Australia fight back to beat West Indies

Agence France-Presse . Nottingham | Published: 16:07, Jun 06,2019 | Updated: 05:20, Jun 07,2019

 
 

Australia's Steve Smith reacts after reaching 50 runs against West Indies at ICC Cricket World Cup at Trent Bridge, Nottingham, Britain, June 6, 2019. — Reuters photo

Nathan Coulter-Nile's record-breaking innings laid the platform for Australia's 15-run victory over the West Indies on Thursday as the World Cup holders bounced back from a top-order collapse to make it two successive wins.

Australia were in dire straits at 38 for four after the West Indies fast bowlers proved too hot to handle early on at Trent Bridge.

But Coulter-Nile's career-best 92 -- the highest score by any number eight batsman or lower in a World Cup -- helped take them to 288 all out.

He carried on a recovery started by former skipper Steve Smith (73), with the pair bailing Australia out in a stand of 102 in 89 balls.
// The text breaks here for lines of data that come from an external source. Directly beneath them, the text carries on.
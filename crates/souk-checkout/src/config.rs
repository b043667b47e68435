//! Storefront configuration.
//!
//! Every field has a default, so an empty file (or no file) is valid.

use std::path::Path;

use serde::{Deserialize, Serialize};
use souk_commerce::cart::MAX_QUANTITY_PER_ITEM;
use souk_commerce::discount::DiscountStacking;
use souk_commerce::order::DEFAULT_ORDER_PREFIX;
use thiserror::Error;

/// Errors loading or validating configuration.
#[derive(Error, Debug)]
pub enum ConfigError {
    /// Failed to read or write the file.
    #[error("Failed to access config file {path}: {source}")]
    Io {
        path: String,
        #[source]
        source: std::io::Error,
    },

    /// Failed to parse TOML.
    #[error("Failed to parse TOML config {path}: {source}")]
    Toml {
        path: String,
        #[source]
        source: toml::de::Error,
    },

    /// Failed to parse JSON.
    #[error("Failed to parse JSON config {path}: {source}")]
    Json {
        path: String,
        #[source]
        source: serde_json::Error,
    },

    /// Failed to render the config.
    #[error("Failed to serialize config: {0}")]
    Serialize(String),

    /// A value is out of range.
    #[error("Invalid config value for {key}: {reason}")]
    Invalid { key: &'static str, reason: String },
}

/// Top-level configuration file.
#[derive(Debug, Clone, Default, PartialEq, Serialize, Deserialize)]
pub struct StorefrontConfig {
    #[serde(default)]
    pub checkout: CheckoutConfig,

    #[serde(default)]
    pub discounts: DiscountConfig,

    #[serde(default)]
    pub notifications: NotificationConfig,

    #[serde(default)]
    pub logging: LoggingConfig,
}

impl StorefrontConfig {
    /// Load config from a TOML or JSON file (chosen by extension).
    pub fn load(path: impl AsRef<Path>) -> Result<Self, ConfigError> {
        let path = path.as_ref();
        let display = path.display().to_string();
        let content = std::fs::read_to_string(path).map_err(|source| ConfigError::Io {
            path: display.clone(),
            source,
        })?;

        let config: Self = if is_json(path) {
            serde_json::from_str(&content).map_err(|source| ConfigError::Json {
                path: display,
                source,
            })?
        } else {
            toml::from_str(&content).map_err(|source| ConfigError::Toml {
                path: display,
                source,
            })?
        };

        config.validate()?;
        Ok(config)
    }

    /// Save config to a file.
    pub fn save(&self, path: impl AsRef<Path>) -> Result<(), ConfigError> {
        let path = path.as_ref();
        let content = if is_json(path) {
            serde_json::to_string_pretty(self).map_err(|e| ConfigError::Serialize(e.to_string()))?
        } else {
            toml::to_string_pretty(self).map_err(|e| ConfigError::Serialize(e.to_string()))?
        };

        std::fs::write(path, content).map_err(|source| ConfigError::Io {
            path: path.display().to_string(),
            source,
        })
    }

    /// Check value ranges.
    pub fn validate(&self) -> Result<(), ConfigError> {
        if self.checkout.order_number_prefix.trim().is_empty() {
            return Err(ConfigError::Invalid {
                key: "checkout.order_number_prefix",
                reason: "must not be empty".into(),
            });
        }
        if self.checkout.checkout_attempts == 0 {
            return Err(ConfigError::Invalid {
                key: "checkout.checkout_attempts",
                reason: "must be at least 1".into(),
            });
        }
        if self.checkout.max_quantity_per_item < 1 {
            return Err(ConfigError::Invalid {
                key: "checkout.max_quantity_per_item",
                reason: "must be at least 1".into(),
            });
        }
        if self.checkout.cart_write_attempts == 0 {
            return Err(ConfigError::Invalid {
                key: "checkout.cart_write_attempts",
                reason: "must be at least 1".into(),
            });
        }
        Ok(())
    }
}

fn is_json(path: &Path) -> bool {
    path.extension().is_some_and(|ext| ext == "json")
}

/// Cart and checkout limits.
#[derive(Debug, Clone, PartialEq, Serialize, Deserialize)]
pub struct CheckoutConfig {
    /// Prefix for generated order numbers.
    #[serde(default = "default_order_prefix")]
    pub order_number_prefix: String,

    /// Attempts before a contended checkout gives up with a conflict.
    #[serde(default = "default_attempts")]
    pub checkout_attempts: u32,

    /// Attempts for a cart compare-and-set write.
    #[serde(default = "default_attempts")]
    pub cart_write_attempts: u32,

    /// Upper bound on a single cart line.
    #[serde(default = "default_max_quantity")]
    pub max_quantity_per_item: i64,
}

fn default_order_prefix() -> String {
    DEFAULT_ORDER_PREFIX.to_string()
}

fn default_attempts() -> u32 {
    3
}

fn default_max_quantity() -> i64 {
    MAX_QUANTITY_PER_ITEM
}

impl Default for CheckoutConfig {
    fn default() -> Self {
        Self {
            order_number_prefix: default_order_prefix(),
            checkout_attempts: default_attempts(),
            cart_write_attempts: default_attempts(),
            max_quantity_per_item: default_max_quantity(),
        }
    }
}

/// Discount pricing.
#[derive(Debug, Clone, Default, PartialEq, Serialize, Deserialize)]
pub struct DiscountConfig {
    /// How percent and fixed parts combine.
    #[serde(default)]
    pub stacking: DiscountStacking,
}

/// Order notifications.
#[derive(Debug, Clone, PartialEq, Serialize, Deserialize)]
pub struct NotificationConfig {
    #[serde(default = "default_true")]
    pub enabled: bool,
}

fn default_true() -> bool {
    true
}

impl Default for NotificationConfig {
    fn default() -> Self {
        Self { enabled: true }
    }
}

/// Log output format.
#[derive(Debug, Clone, Copy, PartialEq, Eq, Serialize, Deserialize, Default)]
#[serde(rename_all = "lowercase")]
pub enum LogFormat {
    /// JSON lines.
    Json,
    /// Human-readable.
    #[default]
    Human,
}

/// Logging.
#[derive(Debug, Clone, PartialEq, Serialize, Deserialize)]
pub struct LoggingConfig {
    #[serde(default)]
    pub format: LogFormat,

    /// Filter directive used when `RUST_LOG` is unset.
    #[serde(default = "default_filter")]
    pub filter: String,
}

fn default_filter() -> String {
    "info".to_string()
}

impl Default for LoggingConfig {
    fn default() -> Self {
        Self {
            format: LogFormat::default(),
            filter: default_filter(),
        }
    }
}

/// Generate a commented default config file.
pub fn generate_default_config() -> String {
    format!(
        r#"# Souk storefront configuration

[checkout]
# Prefix for generated order numbers
order_number_prefix = "{prefix}"
# Attempts before a contended checkout reports a conflict
checkout_attempts = 3
# Attempts for a cart compare-and-set write
cart_write_attempts = 3
# Upper bound on a single cart line
max_quantity_per_item = {max_qty}

[discounts]
# "additive" adds the percent and fixed parts; "greatest" keeps the larger
stacking = "additive"

[notifications]
enabled = true

[logging]
# "human" or "json"
format = "human"
# Used when RUST_LOG is unset
filter = "info"
"#,
        prefix = DEFAULT_ORDER_PREFIX,
        max_qty = MAX_QUANTITY_PER_ITEM,
    )
}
West Indies, despite a painstaking 68 from opener Shai Hope and 51 from captain Jason Holder finished on 273 for nine.

Fast bowler Mitchell Starc did the bulk of the damage with five for 46 -- the first five-wicket haul of this World Cup -- including a late burst of four for two in 11 balls -- as Australia followed up their seven-wicket win over minnows Afghanistan.

‘We just kept hanging in there. We were able to fight back through Alex Carey and Steve Smith. Then for Nathan Coulter-Nile to play the way he did was exceptional,’ Australia captain Aaron Finch said.
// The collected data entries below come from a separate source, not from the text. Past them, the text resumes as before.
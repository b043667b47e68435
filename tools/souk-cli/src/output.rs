//! Output formatting for the CLI.

use console::style;

/// Output handler for CLI messages.
#[derive(Clone)]
pub struct Output {
    verbose: bool,
    json: bool,
}

impl Output {
    pub fn new(verbose: bool, json: bool) -> Self {
        Self { verbose, json }
    }

    pub fn info(&self, msg: &str) {
        if self.json {
            return;
        }
        println!("{} {}", style("ℹ").blue(), msg);
    }

    pub fn success(&self, msg: &str) {
        if self.json {
            return;
        }
        println!("{} {}", style("✓").green(), msg);
    }

    pub fn warn(&self, msg: &str) {
        if self.json {
            return;
        }
        eprintln!("{} {}", style("⚠").yellow(), msg);
    }

    pub fn error(&self, msg: &str) {
        if self.json {
            eprintln!("{}", serde_json::json!({ "error": msg }));
            return;
        }
        eprintln!("{} {}", style("✗").red(), style(msg).red());
    }

    /// Print a debug message (only in verbose mode).
    pub fn debug(&self, msg: &str) {
        if !self.verbose || self.json {
            return;
        }
        eprintln!("{} {}", style("→").dim(), style(msg).dim());
    }

    pub fn header(&self, msg: &str) {
        if self.json {
            return;
        }
        println!("\n{}", style(msg).bold().underlined());
    }

    /// Print a step in a process.
    pub fn step(&self, num: usize, total: usize, msg: &str) {
        if self.json {
            return;
        }
        println!("{} {}", style(format!("[{}/{}]", num, total)).dim(), msg);
    }

    pub fn json<T: serde::Serialize>(&self, value: &T) {
        if let Ok(json) = serde_json::to_string_pretty(value) {
            println!("{}", json);
        }
    }

    pub fn kv(&self, key: &str, value: &str) {
        if self.json {
            return;
        }
        println!("  {}: {}", style(key).dim(), value);
    }

    pub fn table_row(&self, cols: &[&str], widths: &[usize]) {
        if self.json {
            return;
        }
        let formatted: Vec<String> = cols
            .iter()
            .zip(widths.iter())
            .map(|(col, width)| format!("{:width$}", col, width = width))
            .collect();
        println!("  {}", formatted.join("  "));
    }

    pub fn is_json(&self) -> bool {
        self.json
    }
}

/// Colour an order status for display.
pub fn status_badge(status: &str) -> String {
    match status {
        "delivered" | "paid" => style(status).green().to_string(),
        "pending" | "shipped" => style(status).yellow().to_string(),
        "cancelled" => style(status).red().to_string(),
        _ => status.to_string(),
    }
}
‘I absolutely was nervous. Once the West Indies batsmen get set they are so destructive and can hit it to all parts.

‘You have to try and stall their momentum and get them to take risks. It came off today but we still need to work on things.’

Holder added: ‘I thought we were well in the game, just a few irresponsible shots when we probably needed to tap it around a bit more.

‘To get Australia at 288 we would have taken that, I just think the batters need to take responsibility. We still believe we can win this competition, it's wide open.’

The West Indies had bounced out Pakistan for just 105 when winning their tournament opener at Trent Bridge last week and adopted similar tactics against Australia after Holder won the toss.

Oshane Thomas had Finch (six) caught before opening partner David Warner (three) was held at backward point off Sheldon Cottrell -- a wicket that saw the left-arm quick, still a member of the Jamaica Defence Force, celebrate with his trademark salute.

Australia were now 26 for two, with boos ringing out as Warner walked off and Smith walked on -- a now familiar response by crowds in England to the pair having only recently returned from year-long bans for their roles in a ball-tampering scandal in South Africa.

Smith had a lucky break on 26 when he top-edged a hook off Holder only for Cottrell at long leg to slip as he eyed a catch.

His patient innings ended when he flicked Thomas high towards deep backward square only for Cottrell, skirting the boundary, to grab the ball one-handed, throw it back into the field of play as he stepped over the rope -- thereby avoiding a six -- and complete a sensational catch.

But Coulter-Nile cashed in as he surpassed his previous international best of 34.

His blistering assault off 60 balls featuring eight fours and four sixes also saw him beat former Zimbabwe international Heath Streak's previous World Cup best by a No 8 of 72 before, in sight of a hundred, he drove Carlos Brathwaite to Holder at long-off.

In the West Indies' run-chase, big-hitting opener Chris Gayle, having overturned two 'out' decisions, was eventually lbw to Starc for 21.

But Hope, biding his time, completed a 76-ball fifty.

Holder who overturned decisions against him on seven and 22, upped the tempo with several well-struck boundaries.

West Indies, however, suffered a huge setback when Hope chipped a Pat Cummins slower ball to mid-on, setting the stage for Starc's demolition job.